INFORMATION PROVIDED:
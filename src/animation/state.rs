//! Per-word animation state as a pure function of query time.
//!
//! A word moves `Inactive -> Ramping -> Steady -> Inactive` as `t` sweeps across
//! `[start, start + ramp)` and `[start + ramp, end)`. Nothing is carried between queries, so
//! frames may be evaluated in any order or in parallel.

use crate::caption::group::Chunk;
use crate::style::spec::StyleSpec;
use crate::transcript::model::Word;

#[derive(Clone, Copy, Debug, PartialEq, Eq, serde::Serialize)]
#[serde(rename_all = "snake_case")]
/// Where a word is in its animation at a given instant.
pub enum WordPhase {
    /// Outside the word's active interval.
    Inactive,
    /// Inside the zoom-in ramp.
    Ramping,
    /// Active at full size.
    Steady,
}

#[derive(Clone, Copy, Debug, PartialEq, serde::Serialize)]
/// Visual state of one word at one instant.
pub struct WordState {
    /// Animation phase.
    pub phase: WordPhase,
    /// Scale factor; only meaningful when the word is active (1.0 otherwise).
    pub scale: f64,
    /// `true` for at most one word per chunk at any instant.
    pub is_highlighted: bool,
}

impl WordState {
    const INACTIVE: Self = Self {
        phase: WordPhase::Inactive,
        scale: 1.0,
        is_highlighted: false,
    };

    /// `true` unless the word is [`WordPhase::Inactive`].
    pub fn is_active(&self) -> bool {
        self.phase != WordPhase::Inactive
    }
}

/// Half-open activity test. A zero-length word is active only at its own instant.
pub fn is_word_active(t: f64, word: &Word) -> bool {
    if word.start == word.end {
        t == word.start
    } else {
        word.span().contains(t)
    }
}

/// Phase and scale of `word` at `t`, ignoring highlight.
pub fn word_phase(t: f64, word: &Word, spec: &StyleSpec) -> (WordPhase, f64) {
    if !is_word_active(t, word) {
        return (WordPhase::Inactive, 1.0);
    }
    if !spec.transition {
        return (WordPhase::Steady, 1.0);
    }
    let ramp = spec.zoom.ramp_fraction * (word.end - word.start);
    let into = t - word.start;
    if ramp > 0.0 && into < ramp {
        let scale = spec
            .zoom
            .ease
            .interpolate(spec.zoom.start_scale, 1.0, into / ramp);
        (WordPhase::Ramping, scale)
    } else {
        (WordPhase::Steady, 1.0)
    }
}

/// Local index of the word to highlight in `chunk` at `t`.
///
/// When overlapping words are both active, the later one wins. Returns `None` in gaps.
pub fn highlighted_word(t: f64, chunk: &Chunk) -> Option<usize> {
    chunk.words.iter().rposition(|w| is_word_active(t, w))
}

/// Visual state of word `word` (local index within `chunk`) at `query_time`.
///
/// An out-of-range index reports an inactive word.
pub fn render_state(query_time: f64, chunk: &Chunk, word: usize, spec: &StyleSpec) -> WordState {
    let Some(w) = chunk.words.get(word) else {
        return WordState::INACTIVE;
    };
    let (phase, scale) = word_phase(query_time, w, spec);
    if phase == WordPhase::Inactive {
        return WordState::INACTIVE;
    }
    WordState {
        phase,
        scale,
        is_highlighted: spec.highlight && highlighted_word(query_time, chunk) == Some(word),
    }
}

#[cfg(test)]
#[path = "../../tests/unit/animation/state.rs"]
mod tests;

WORK ITEM: Every record above is to be transcribed exactly.

ANSWER SPACE:
filename src/animation/state.rs
//! Per-word animation state as a pure function of query time.
//!
//! A word moves `Inactive -> Ramping -> Steady -> Inactive` as `t` sweeps across
//! `[start, start + ramp)` and `[start + ramp, end)`. Nothing is carried between queries, so
//! frames may be evaluated in any order or in parallel.

use crate::caption::group::Chunk;
use crate::style::spec::StyleSpec;
use crate::transcript::model::Word;

#[derive(Clone, Copy, Debug, PartialEq, Eq, serde::Serialize)]
#[serde(rename_all = "snake_case")]
/// Where a word is in its animation at a given instant.
pub enum WordPhase {
    /// Outside the word's active interval.
    Inactive,
    /// Inside the zoom-in ramp.
    Ramping,
    /// Active at full size.
    Steady,
}

#[derive(Clone, Copy, Debug, PartialEq, serde::Serialize)]
/// Visual state of one word at one instant.
pub struct WordState {
    /// Animation phase.
    pub phase: WordPhase,
    /// Scale factor; only meaningful when the word is active (1.0 otherwise).
    pub scale: f64,
    /// `true` for at most one word per chunk at any instant.
    pub is_highlighted: bool,
}

impl WordState {
    const INACTIVE: Self = Self {
        phase: WordPhase::Inactive,
        scale: 1.0,
        is_highlighted: false,
    };

    /// `true` unless the word is [`WordPhase::Inactive`].
    pub fn is_active(&self) -> bool {
        self.phase != WordPhase::Inactive
    }
}

/// Half-open activity test. A zero-length word is active only at its own instant.
pub fn is_word_active(t: f64, word: &Word) -> bool {
    if word.start == word.end {
        t == word.start
    } else {
        word.span().contains(t)
    }
}

/// Phase and scale of `word` at `t`, ignoring highlight.
pub fn word_phase(t: f64, word: &Word, spec: &StyleSpec) -> (WordPhase, f64) {
    if !is_word_active(t, word) {
        return (WordPhase::Inactive, 1.0);
    }
    if !spec.transition {
        return (WordPhase::Steady, 1.0);
    }
    let ramp = spec.zoom.ramp_fraction * (word.end - word.start);
    let into = t - word.start;
    if ramp > 0.0 && into < ramp {
        let scale = spec
            .zoom
            .ease
            .interpolate(spec.zoom.start_scale, 1.0, into / ramp);
        (WordPhase::Ramping, scale)
    } else {
        (WordPhase::Steady, 1.0)
    }
}

/// Local index of the word to highlight in `chunk` at `t`.
///
/// When overlapping words are both active, the later one wins. Returns `None` in gaps.
pub fn highlighted_word(t: f64, chunk: &Chunk) -> Option<usize> {
    chunk.words.iter().rposition(|w| is_word_active(t, w))
}

/// Visual state of word `word` (local index within `chunk`) at `query_time`.
///
/// An out-of-range index reports an inactive word.
pub fn render_state(query_time: f64, chunk: &Chunk, word: usize, spec: &StyleSpec) -> WordState {
    let Some(w) = chunk.words.get(word) else {
        return WordState::INACTIVE;
    };
    let (phase, scale) = word_phase(query_time, w, spec);
    if phase == WordPhase::Inactive {
        return WordState::INACTIVE;
    }
    WordState {
        phase,
        scale,
        is_highlighted: spec.highlight && highlighted_word(query_time, chunk) == Some(word),
    }
}

#[cfg(test)]
#[path = "../../tests/unit/animation/state.rs"]
mod tests;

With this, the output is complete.